Si le decían que solo pintaba cuadros viejos, se reía a carcajadas. “¿Qué quieren que pinte si voy camino a los 100 años?”, ironizaba. Sus imágenes tienen la tersura del pasto bordeado por un camino de hormigas, donde no hay veredas. La modernidad fue una persiana de neón y asfalto que no logró inspirar los otoños en el taller de pintura.
Cuando era un joven padre de familia, los domingos que ilustraba las sierras cordobesas respiraba profundo el perfume de los colores sobre la banqueta que guardaba en la luneta del viejo Citroen C3. Y a veces, solo para sobrevivir, aceptaba un trueque. Jamás cobraba a sus alumnos ni aceptó dinero de algún vecino del barrio. Sin embargo, nunca rechazó la invitación de un plato de cena.
Vivió pensando en el cuadro que haría el día después, aunque la casa estuviera colmada de pinturas que no aparecerían en un catálogo de ventas. Un día le inauguraron un museo y aquel halago sirvió para aliviar el depósito atiborrado de telares y marcos.

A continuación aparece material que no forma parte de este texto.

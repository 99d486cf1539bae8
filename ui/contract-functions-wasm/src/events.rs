//! Event binding.
//!
//! Listeners live for the rest of the page, so their closures are leaked with
//! `forget()`. Async work is spawned via `wasm_bindgen_futures::spawn_local`.

use std::future::Future;
use wasm_bindgen::JsCast;
use wasm_bindgen::prelude::*;
use web_sys::{Element, Event};

/// Attach a listener; failures to register are logged.
pub fn listen(el: &Element, event: &str, handler: impl FnMut(Event) + 'static) {
    let cb = Closure::wrap(Box::new(handler) as Box<dyn FnMut(Event)>);
    if let Err(err) = el.add_event_listener_with_callback(event, cb.as_ref().unchecked_ref()) {
        tracing::warn!(event, error = ?err, "failed to bind listener");
    }
    cb.forget();
}

/// Run `handler` on each click.
pub fn on_click_async<F, Fut>(el: &Element, handler: F)
where
    F: Fn() -> Fut + 'static,
    Fut: Future<Output = ()> + 'static,
{
    listen(el, "click", move |_| {
        wasm_bindgen_futures::spawn_local(handler());
    });
}

/// Intercept form submission: the default navigation is always prevented.
pub fn on_submit_async<F, Fut>(form: &Element, handler: F)
where
    F: Fn() -> Fut + 'static,
    Fut: Future<Output = ()> + 'static,
{
    listen(form, "submit", move |event| {
        event.prevent_default();
        wasm_bindgen_futures::spawn_local(handler());
    });
}
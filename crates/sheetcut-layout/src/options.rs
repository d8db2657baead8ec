//! Segmentation options

use crate::{LayoutError, LayoutResult};

/// Thresholds that drive splitting and cropping.
#[derive(Debug, Clone, PartialEq, Eq)]
pub struct SegmentOptions {
    /// A line is blank when its mean intensity is at least this (default: 245)
    pub blank_threshold: u8,
    /// Shortest blank run that separates content (default: 5)
    pub min_blank_run: u32,
    /// Segments whose shorter side is below this are discarded (default: 250)
    pub min_segment_size: u32,
    /// Large blank-edge removal is rejected when it leaves a shorter side
    /// below this (default: 250)
    pub min_content_size: u32,
    /// Colour distance above which a pixel is foreground (default: 30)
    pub tolerance: u32,
    /// Pixels shaved from every edge after the bounding-box crop (default: 2)
    pub final_trim: u32,
    /// Side of the square closing element (default: 15)
    pub close_size: u32,
}

impl Default for SegmentOptions {
    fn default() -> Self {
        Self {
            blank_threshold: 245,
            min_blank_run: 5,
            min_segment_size: 250,
            min_content_size: 250,
            tolerance: 30,
            final_trim: 2,
            close_size: 15,
        }
    }
}

impl SegmentOptions {
    /// Set the blank intensity threshold
    pub fn with_blank_threshold(mut self, threshold: u8) -> Self {
        self.blank_threshold = threshold;
        self
    }

    /// Set the minimum blank run length
    pub fn with_min_blank_run(mut self, run: u32) -> Self {
        self.min_blank_run = run;
        self
    }

    /// Set the minimum segment size
    pub fn with_min_segment_size(mut self, size: u32) -> Self {
        self.min_segment_size = size;
        self
    }

    /// Set the minimum content size kept by large blank-edge removal
    pub fn with_min_content_size(mut self, size: u32) -> Self {
        self.min_content_size = size;
        self
    }

    /// Set the colour-distance tolerance
    pub fn with_tolerance(mut self, tolerance: u32) -> Self {
        self.tolerance = tolerance;
        self
    }

    /// Set the final trim
    pub fn with_final_trim(mut self, trim: u32) -> Self {
        self.final_trim = trim;
        self
    }

    /// Set the closing element size
    pub fn with_close_size(mut self, size: u32) -> Self {
        self.close_size = size;
        self
    }

    /// Check that the options can drive the pipeline.
    ///
    /// # Errors
    ///
    /// Returns [`LayoutError::InvalidParameters`] when the closing element
    /// size or the minimum blank run is 0.
    pub fn validate(&self) -> LayoutResult<()> {
        if self.close_size == 0 {
            return Err(LayoutError::InvalidParameters(
                "closing element size must be at least 1".to_string(),
            ));
        }
        if self.min_blank_run == 0 {
            return Err(LayoutError::InvalidParameters(
                "minimum blank run must be at least 1".to_string(),
            ));
        }
        Ok(())
    }
}

#[cfg(test)]
mod tests {
    use super::*;

    #[test]
    fn test_defaults() {
        let opts = SegmentOptions::default();
        assert_eq!(opts.blank_threshold, 245);
        assert_eq!(opts.min_blank_run, 5);
        assert_eq!(opts.min_segment_size, 250);
        assert_eq!(opts.min_content_size, 250);
        assert_eq!(opts.tolerance, 30);
        assert_eq!(opts.final_trim, 2);
        assert_eq!(opts.close_size, 15);
        assert!(opts.validate().is_ok());
    }

    #[test]
    fn test_builders() {
        let opts = SegmentOptions::default()
            .with_min_segment_size(100)
            .with_final_trim(0)
            .with_tolerance(10);
        assert_eq!(opts.min_segment_size, 100);
        assert_eq!(opts.final_trim, 0);
        assert_eq!(opts.tolerance, 10);
        assert_eq!(opts.close_size, 15);
    }

    #[test]
    fn test_validate_rejects_zero() {
        let err = SegmentOptions::default().with_close_size(0).validate();
        assert!(matches!(err, Err(LayoutError::InvalidParameters(_))));
        let err = SegmentOptions::default().with_min_blank_run(0).validate();
        assert!(matches!(err, Err(LayoutError::InvalidParameters(_))));
    }
}
//! sheetcut - Split composite images at blank seams
//!
//! Takes a composite image such as a product-listing sheet with several
//! photos stacked on a white page, finds the blank bands between them,
//! and crops each piece to its visible content.
//!
//! # Overview
//!
//! - Raster, mask and geometry types (re-exported from `sheetcut-core`)
//! - Binary morphology ([`morph`])
//! - Splitting and cropping ([`layout`])
//! - Image I/O and segment output ([`io`])
//!
//! # Example
//!
//! ```
//! use sheetcut::layout::{SegmentOptions, SegmentPipeline};
//! use sheetcut::{BoundingBox, Raster, color};
//!
//! // A black 300x300 block on a white page
//! let mut page = Raster::new_filled(400, 400, color::WHITE).unwrap().to_mut();
//! page.fill_rect(&BoundingBox::new(50, 50, 300, 300), color::BLACK);
//! let page: Raster = page.into();
//!
//! let pipeline = SegmentPipeline::new(SegmentOptions::default()).unwrap();
//! let segments = pipeline.run(&page).unwrap();
//! assert_eq!(segments.len(), 1);
//! assert_eq!(segments[0].width(), 296);
//! ```

pub mod cli;

// Re-export core types (primary data structures used everywhere)
pub use sheetcut_core::*;

// Re-export domain crates as modules to avoid name conflicts
pub use sheetcut_io as io;
pub use sheetcut_layout as layout;
pub use sheetcut_morph as morph;
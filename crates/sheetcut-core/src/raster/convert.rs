//! Conversion from RGB to single-channel intensity
//!
//! All blank-detection decisions are made on luminance rather than on
//! individual channels.

use super::Raster;
use crate::color;
use crate::intensity::IntensityGrid;

impl Raster {
    /// Project the raster to an 8-bit luminance grid.
    ///
    /// Uses [`color::luma`] (BT.601 weights) on every pixel. The output has
    /// the same dimensions as the input.
    pub fn to_intensity(&self) -> IntensityGrid {
        let values = self
            .data()
            .iter()
            .map(|&p| {
                let (r, g, b) = color::extract_rgb(p);
                color::luma(r, g, b)
            })
            .collect();
        IntensityGrid::from_raw(self.width(), self.height(), values)
    }
}

#[cfg(test)]
mod tests {
    use crate::{Raster, color};

    #[test]
    fn test_to_intensity_dimensions_and_values() {
        let mut m = Raster::new_filled(3, 2, color::WHITE).unwrap().to_mut();
        m.set_rgb(1, 1, 255, 0, 0).unwrap();
        let r: Raster = m.into();
        let g = r.to_intensity();
        assert_eq!((g.width(), g.height()), (3, 2));
        assert_eq!(g.get(0, 0), Some(255));
        assert_eq!(g.get(1, 1), Some(76));
    }
}
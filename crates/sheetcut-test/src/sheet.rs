//! Synthetic product sheets
//!
//! Builders that paint flat-colour rectangles onto a flat background, which
//! is enough to exercise every stage of segmentation deterministically.

use crate::error::{TestError, TestResult};
use sheetcut_core::{BoundingBox, Raster, color};

/// A uniformly coloured raster.
pub fn solid(width: u32, height: u32, r: u8, g: u8, b: u8) -> TestResult<Raster> {
    Ok(Raster::new_filled(width, height, color::compose_rgb(r, g, b))?)
}

/// Builder for a sheet made of rectangles on a background.
///
/// Rectangles are painted in insertion order, so later ones overwrite
/// earlier ones where they overlap.
#[derive(Debug, Clone)]
pub struct SheetBuilder {
    width: u32,
    height: u32,
    background: u32,
    rects: Vec<(BoundingBox, u32)>,
}

impl SheetBuilder {
    /// Start a white sheet of the given size.
    pub fn new(width: u32, height: u32) -> Self {
        Self {
            width,
            height,
            background: color::WHITE,
            rects: Vec::new(),
        }
    }

    /// Set the background colour.
    pub fn background(mut self, r: u8, g: u8, b: u8) -> Self {
        self.background = color::compose_rgb(r, g, b);
        self
    }

    /// Paint a rectangle.
    #[allow(clippy::too_many_arguments)]
    pub fn rect(mut self, x: u32, y: u32, w: u32, h: u32, r: u8, g: u8, b: u8) -> Self {
        self.rects
            .push((BoundingBox::new(x, y, w, h), color::compose_rgb(r, g, b)));
        self
    }

    /// Paint a black rectangle.
    pub fn block(self, x: u32, y: u32, w: u32, h: u32) -> Self {
        self.rect(x, y, w, h, 0, 0, 0)
    }

    /// Paint `count` equal black blocks stacked vertically, separated by
    /// `gap` rows of background, starting at the top-left corner.
    pub fn stacked_blocks(self, count: u32, block_w: u32, block_h: u32, gap: u32) -> Self {
        (0..count).fold(self, |sheet, i| {
            sheet.block(0, i * (block_h + gap), block_w, block_h)
        })
    }

    /// Render the sheet.
    ///
    /// # Errors
    ///
    /// Returns [`TestError::InvalidSheet`] if a rectangle lies entirely
    /// outside the sheet, or a core error for a zero-sized sheet.
    pub fn build(&self) -> TestResult<Raster> {
        let base = Raster::new_filled(self.width, self.height, self.background)?;
        let mut canvas = base.to_mut();
        for (region, pixel) in &self.rects {
            if region.clip(self.width, self.height).is_none() {
                return Err(TestError::InvalidSheet(format!(
                    "rectangle {:?} lies outside {}x{} sheet",
                    region, self.width, self.height
                )));
            }
            canvas.fill_rect(region, *pixel);
        }
        Ok(canvas.into())
    }
}
//! JPEG image format support
//!
//! Decoding uses the `jpeg-decoder` crate and accepts 8- and 16-bit
//! greyscale, RGB and CMYK streams. Encoding uses `jpeg-encoder` and always
//! writes baseline RGB at the requested quality.

use crate::{IoError, IoResult};
use jpeg_decoder::{Decoder, PixelFormat};
use jpeg_encoder::{ColorType, Encoder};
use sheetcut_core::{Raster, RasterMut, color};
use std::io::{Read, Write};

/// Read a JPEG image from a reader.
pub fn read_jpeg<R: Read>(reader: R) -> IoResult<Raster> {
    let mut decoder = Decoder::new(reader);
    let data = decoder
        .decode()
        .map_err(|e| IoError::DecodeError(format!("JPEG decode error: {}", e)))?;
    let info = decoder
        .info()
        .ok_or_else(|| IoError::DecodeError("JPEG header missing after decode".to_string()))?;

    let width = info.width as u32;
    let height = info.height as u32;
    let samples = match info.pixel_format {
        PixelFormat::L8 => 1,
        PixelFormat::L16 => 2,
        PixelFormat::RGB24 => 3,
        PixelFormat::CMYK32 => 4,
    };
    let expected = width as usize * height as usize * samples;
    if data.len() < expected {
        return Err(IoError::InvalidData(format!(
            "JPEG pixel buffer too short: {} < {}",
            data.len(),
            expected
        )));
    }

    let mut raster = RasterMut::new(width, height)?;
    for (pixel, px) in raster.data_mut().iter_mut().zip(data.chunks_exact(samples)) {
        *pixel = match info.pixel_format {
            // 16-bit samples are big-endian; keep the high byte
            PixelFormat::L8 | PixelFormat::L16 => color::compose_rgb(px[0], px[0], px[0]),
            PixelFormat::RGB24 => color::compose_rgb(px[0], px[1], px[2]),
            PixelFormat::CMYK32 => {
                let k = 255 - px[3] as u32;
                let channel = |c: u8| ((255 - c as u32) * k / 255) as u8;
                color::compose_rgb(channel(px[0]), channel(px[1]), channel(px[2]))
            }
        };
    }

    Ok(raster.into())
}

/// Write a raster as a baseline RGB JPEG.
///
/// # Errors
///
/// Returns [`IoError::InvalidData`] if `quality` is outside `1..=100` or
/// a dimension exceeds 65535, and [`IoError::EncodeError`] if encoding
/// fails.
pub fn write_jpeg<W: Write>(raster: &Raster, writer: W, quality: u8) -> IoResult<()> {
    if !(1..=100).contains(&quality) {
        return Err(IoError::InvalidData(format!(
            "JPEG quality must be in 1..=100, got {}",
            quality
        )));
    }
    let width = u16::try_from(raster.width()).map_err(|_| {
        IoError::InvalidData(format!("JPEG width {} exceeds 65535", raster.width()))
    })?;
    let height = u16::try_from(raster.height()).map_err(|_| {
        IoError::InvalidData(format!("JPEG height {} exceeds 65535", raster.height()))
    })?;

    let encoder = Encoder::new(writer, quality);
    encoder
        .encode(&raster.to_rgb_bytes(), width, height, ColorType::Rgb)
        .map_err(|e| IoError::EncodeError(format!("JPEG encode error: {}", e)))?;
    Ok(())
}
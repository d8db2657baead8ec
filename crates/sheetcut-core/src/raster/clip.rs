//! Rectangle clipping operations for rasters
//!
//! Functions for extracting rectangular sub-regions. A partial clip copies
//! the selected pixels into a freshly allocated raster; a clip covering the
//! whole image returns a handle sharing the source buffer.

use super::{Raster, RasterData};
use crate::bbox::BoundingBox;
use crate::error::{Error, Result};
use std::sync::Arc;

impl Raster {
    /// Extract a rectangular sub-region from the image.
    ///
    /// If the rectangle extends beyond the image bounds, it is clipped to the
    /// valid region.
    ///
    /// # Errors
    ///
    /// Returns an error if:
    /// - The requested width or height is 0
    /// - The rectangle origin is outside the image bounds
    ///
    /// # Examples
    ///
    /// ```
    /// use sheetcut_core::Raster;
    ///
    /// let raster = Raster::new(100, 80).unwrap();
    /// let clipped = raster.clip_rectangle(80, 60, 50, 50).unwrap();
    /// assert_eq!(clipped.width(), 20);
    /// assert_eq!(clipped.height(), 20);
    /// ```
    pub fn clip_rectangle(&self, x: u32, y: u32, w: u32, h: u32) -> Result<Raster> {
        if w == 0 || h == 0 {
            return Err(Error::InvalidParameter(format!(
                "clip rectangle has zero dimension: {}x{}",
                w, h
            )));
        }

        let src_w = self.width();
        let src_h = self.height();

        if x >= src_w || y >= src_h {
            return Err(Error::InvalidParameter(format!(
                "clip rectangle origin ({}, {}) is outside image bounds ({}x{})",
                x, y, src_w, src_h
            )));
        }

        let clip_w = w.min(src_w - x);
        let clip_h = h.min(src_h - y);

        // Whole image requested: share instead of copying
        if clip_w == src_w && clip_h == src_h {
            return Ok(self.clone());
        }

        let mut data = Vec::with_capacity(clip_w as usize * clip_h as usize);
        for row in y..y + clip_h {
            let src = self.row_data(row);
            data.extend_from_slice(&src[x as usize..(x + clip_w) as usize]);
        }

        Ok(Raster {
            inner: Arc::new(RasterData {
                width: clip_w,
                height: clip_h,
                data,
            }),
        })
    }

    /// Extract the region described by `region`.
    ///
    /// # Errors
    ///
    /// Same conditions as [`Raster::clip_rectangle`].
    pub fn clip_to_box(&self, region: &BoundingBox) -> Result<Raster> {
        self.clip_rectangle(region.x, region.y, region.w, region.h)
    }
}
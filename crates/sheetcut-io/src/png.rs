//! PNG image format support
//!
//! Every PNG flavour is normalized to 8-bit RGB on read: palettes and
//! low bit depths are expanded, 16-bit samples are stripped to their high
//! byte, grey is replicated and alpha is dropped.

use crate::{IoError, IoResult};
use png::{BitDepth, ColorType, Decoder, Encoder, Transformations};
use sheetcut_core::{Raster, RasterMut, color};
use std::io::{BufRead, Seek, Write};

/// Read a PNG image
pub fn read_png<R: BufRead + Seek>(reader: R) -> IoResult<Raster> {
    let mut decoder = Decoder::new(reader);
    decoder.set_transformations(Transformations::EXPAND | Transformations::STRIP_16);
    let mut reader = decoder
        .read_info()
        .map_err(|e| IoError::DecodeError(format!("PNG decode error: {}", e)))?;

    let buf_size = reader
        .output_buffer_size()
        .ok_or_else(|| IoError::DecodeError("failed to get output buffer size".to_string()))?;
    let mut buf = vec![0; buf_size];
    let output_info = reader
        .next_frame(&mut buf)
        .map_err(|e| IoError::DecodeError(format!("PNG frame error: {}", e)))?;

    if output_info.bit_depth != BitDepth::Eight {
        return Err(IoError::UnsupportedFormat(format!(
            "unsupported PNG bit depth after expansion: {:?}",
            output_info.bit_depth
        )));
    }

    let samples = match output_info.color_type {
        ColorType::Grayscale => 1,
        ColorType::GrayscaleAlpha => 2,
        ColorType::Rgb => 3,
        ColorType::Rgba => 4,
        ColorType::Indexed => {
            return Err(IoError::UnsupportedFormat(
                "PNG palette was not expanded".to_string(),
            ));
        }
    };

    let width = output_info.width;
    let height = output_info.height;
    let bytes_per_row = output_info.line_size;
    let data = &buf[..output_info.buffer_size()];

    let mut raster = RasterMut::new(width, height)?;
    for y in 0..height {
        let row = &data[y as usize * bytes_per_row..][..width as usize * samples];
        let dst = raster.row_data_mut(y);
        for (pixel, px) in dst.iter_mut().zip(row.chunks_exact(samples)) {
            *pixel = if samples < 3 {
                color::compose_rgb(px[0], px[0], px[0])
            } else {
                color::compose_rgb(px[0], px[1], px[2])
            };
        }
    }

    Ok(raster.into())
}

/// Write a PNG image as 8-bit RGB
pub fn write_png<W: Write>(raster: &Raster, writer: W) -> IoResult<()> {
    let mut encoder = Encoder::new(writer, raster.width(), raster.height());
    encoder.set_color(ColorType::Rgb);
    encoder.set_depth(BitDepth::Eight);

    let mut writer = encoder
        .write_header()
        .map_err(|e| IoError::EncodeError(format!("PNG header error: {}", e)))?;
    writer
        .write_image_data(&raster.to_rgb_bytes())
        .map_err(|e| IoError::EncodeError(format!("PNG write error: {}", e)))?;
    writer
        .finish()
        .map_err(|e| IoError::EncodeError(format!("PNG finish error: {}", e)))?;

    Ok(())
}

La última vez que lo vi se había sentado sobre la punta de la mesa y lucía cansado. Ese día, había compartido un brindis con los alumnos que decidieron inaugurar un taller de pintura a metros del barrio Limay. La noche anterior había dormido poco y el tiempo que tanto detestaba surgía como una advertencia de la vejez. Me preguntó cómo lo veía y le dije que parecía más joven que el hombre capaz de revivir un siglo. Comenzó a reír como un niño que sale de la escuela y me respondió que yo había resultado aún más mentiroso que él. Don Héctor estaba convencido de que podría recuperar la respiración y volver a pintar. Solo bastaba mirar a sus dedos marcando el pulso del aire para creerle.